Exercise description
Without any change, set down every record below.
#### Material for the task
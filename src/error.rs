use std::io;

use axum::{
    Json,
    http::StatusCode,
    response::{IntoResponse, Response},
};
use serde_json::json;

use crate::policy::Denial;

/// Errors raised while loading configuration at startup
#[derive(Debug, thiserror::Error)]
pub enum ConfigError {
    #[error("Failed to read config file '{path}': {source}")]
    Read { path: String, source: io::Error },

    #[error("Failed to parse config file '{path}': {source}")]
    Parse {
        path: String,
        source: toml::de::Error,
    },

    #[error("Invalid configuration: {0}")]
    Invalid(String),

    #[error("Failed to set up logging in '{path}': {message}")]
    Logging { path: String, message: String },
}

/// Signature verification failures. Always terminal, never retried.
#[derive(Debug, Clone, PartialEq, Eq, thiserror::Error)]
pub enum AuthError {
    #[error("signature header missing")]
    MissingSignature,

    #[error("signature does not match payload")]
    InvalidSignature,
}

/// Errors reported by a `ContainerRuntime` implementation
#[derive(Debug, Clone, PartialEq, Eq, thiserror::Error)]
pub enum RuntimeError {
    #[error("runtime unreachable: {0}")]
    Unavailable(String),

    #[error("no such container: {0}")]
    NoSuchContainer(String),

    #[error("request rejected: {0}")]
    Rejected(String),
}

/// Failures from the container runtime while a restart is in flight.
#[derive(Debug, thiserror::Error)]
pub enum ExecutionError {
    #[error("container runtime unreachable: {0}")]
    RuntimeUnavailable(String),

    #[error("container '{0}' disappeared before it could be restarted")]
    ContainerGone(String),

    #[error("runtime rejected signal {signal} for container '{container}': {message}")]
    SignalRejected {
        container: String,
        signal: String,
        message: String,
    },

    #[error("runtime error during {operation} of '{container}': {message}")]
    Runtime {
        operation: &'static str,
        container: String,
        message: String,
    },
}

/// Everything a restart endpoint can fail with, mapped to HTTP at the boundary.
#[derive(Debug, thiserror::Error)]
pub enum RestartError {
    #[error("authentication failed: {0}")]
    Auth(#[from] AuthError),

    #[error("policy denied restart: {0}")]
    PolicyDenied(#[from] Denial),

    #[error("invalid signal '{0}'")]
    InvalidSignal(String),

    #[error("no container named '{0}'")]
    NotFound(String),

    #[error("container runtime error: {0}")]
    Runtime(String),

    #[error("restart failed: {0}")]
    Execution(#[from] ExecutionError),
}

impl RestartError {
    pub fn status_code(&self) -> StatusCode {
        match self {
            RestartError::Auth(_) => StatusCode::FORBIDDEN,
            RestartError::PolicyDenied(_)
            | RestartError::InvalidSignal(_)
            | RestartError::NotFound(_) => StatusCode::BAD_REQUEST,
            RestartError::Runtime(_) | RestartError::Execution(_) => {
                StatusCode::INTERNAL_SERVER_ERROR
            }
        }
    }

    /// Message returned to the webhook caller
    pub fn detail(&self) -> &'static str {
        match self {
            RestartError::Auth(AuthError::MissingSignature) => "Missing signature!",
            RestartError::Auth(AuthError::InvalidSignature) => "Invalid signature!",
            RestartError::PolicyDenied(denial) => denial.detail(),
            RestartError::InvalidSignal(_) => "Invalid signal!",
            RestartError::NotFound(_) => "Container not found!",
            RestartError::Runtime(_) => "Container runtime error!",
            RestartError::Execution(_) => "Restart failed!",
        }
    }
}

impl IntoResponse for RestartError {
    fn into_response(self) -> Response {
        (self.status_code(), Json(json!({ "detail": self.detail() }))).into_response()
    }
}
########
Task result
filename src/error.rs
use std::io;

use axum::{
    Json,
    http::StatusCode,
    response::{IntoResponse, Response},
};
use serde_json::json;

use crate::policy::Denial;

/// Errors raised while loading configuration at startup
#[derive(Debug, thiserror::Error)]
pub enum ConfigError {
    #[error("Failed to read config file '{path}': {source}")]
    Read { path: String, source: io::Error },

    #[error("Failed to parse config file '{path}': {source}")]
    Parse {
        path: String,
        source: toml::de::Error,
    },

    #[error("Invalid configuration: {0}")]
    Invalid(String),

    #[error("Failed to set up logging in '{path}': {message}")]
    Logging { path: String, message: String },
}

/// Signature verification failures. Always terminal, never retried.
#[derive(Debug, Clone, PartialEq, Eq, thiserror::Error)]
pub enum AuthError {
    #[error("signature header missing")]
    MissingSignature,

    #[error("signature does not match payload")]
    InvalidSignature,
}

/// Errors reported by a `ContainerRuntime` implementation
#[derive(Debug, Clone, PartialEq, Eq, thiserror::Error)]
pub enum RuntimeError {
    #[error("runtime unreachable: {0}")]
    Unavailable(String),

    #[error("no such container: {0}")]
    NoSuchContainer(String),

    #[error("request rejected: {0}")]
    Rejected(String),
}

/// Failures from the container runtime while a restart is in flight.
#[derive(Debug, thiserror::Error)]
pub enum ExecutionError {
    #[error("container runtime unreachable: {0}")]
    RuntimeUnavailable(String),

    #[error("container '{0}' disappeared before it could be restarted")]
    ContainerGone(String),

    #[error("runtime rejected signal {signal} for container '{container}': {message}")]
    SignalRejected {
        container: String,
        signal: String,
        message: String,
    },

    #[error("runtime error during {operation} of '{container}': {message}")]
    Runtime {
        operation: &'static str,
        container: String,
        message: String,
    },
}

/// Everything a restart endpoint can fail with, mapped to HTTP at the boundary.
#[derive(Debug, thiserror::Error)]
pub enum RestartError {
    #[error("authentication failed: {0}")]
    Auth(#[from] AuthError),

    #[error("policy denied restart: {0}")]
    PolicyDenied(#[from] Denial),

    #[error("invalid signal '{0}'")]
    InvalidSignal(String),

    #[error("no container named '{0}'")]
    NotFound(String),

    #[error("container runtime error: {0}")]
    Runtime(String),

    #[error("restart failed: {0}")]
    Execution(#[from] ExecutionError),
}

impl RestartError {
    pub fn status_code(&self) -> StatusCode {
        match self {
            RestartError::Auth(_) => StatusCode::FORBIDDEN,
            RestartError::PolicyDenied(_)
            | RestartError::InvalidSignal(_)
            | RestartError::NotFound(_) => StatusCode::BAD_REQUEST,
            RestartError::Runtime(_) | RestartError::Execution(_) => {
                StatusCode::INTERNAL_SERVER_ERROR
            }
        }
    }

    /// Message returned to the webhook caller
    pub fn detail(&self) -> &'static str {
        match self {
            RestartError::Auth(AuthError::MissingSignature) => "Missing signature!",
            RestartError::Auth(AuthError::InvalidSignature) => "Invalid signature!",
            RestartError::PolicyDenied(denial) => denial.detail(),
            RestartError::InvalidSignal(_) => "Invalid signal!",
            RestartError::NotFound(_) => "Container not found!",
            RestartError::Runtime(_) => "Container runtime error!",
            RestartError::Execution(_) => "Restart failed!",
        }
    }
}

impl IntoResponse for RestartError {
    fn into_response(self) -> Response {
        (self.status_code(), Json(json!({ "detail": self.detail() }))).into_response()
    }
}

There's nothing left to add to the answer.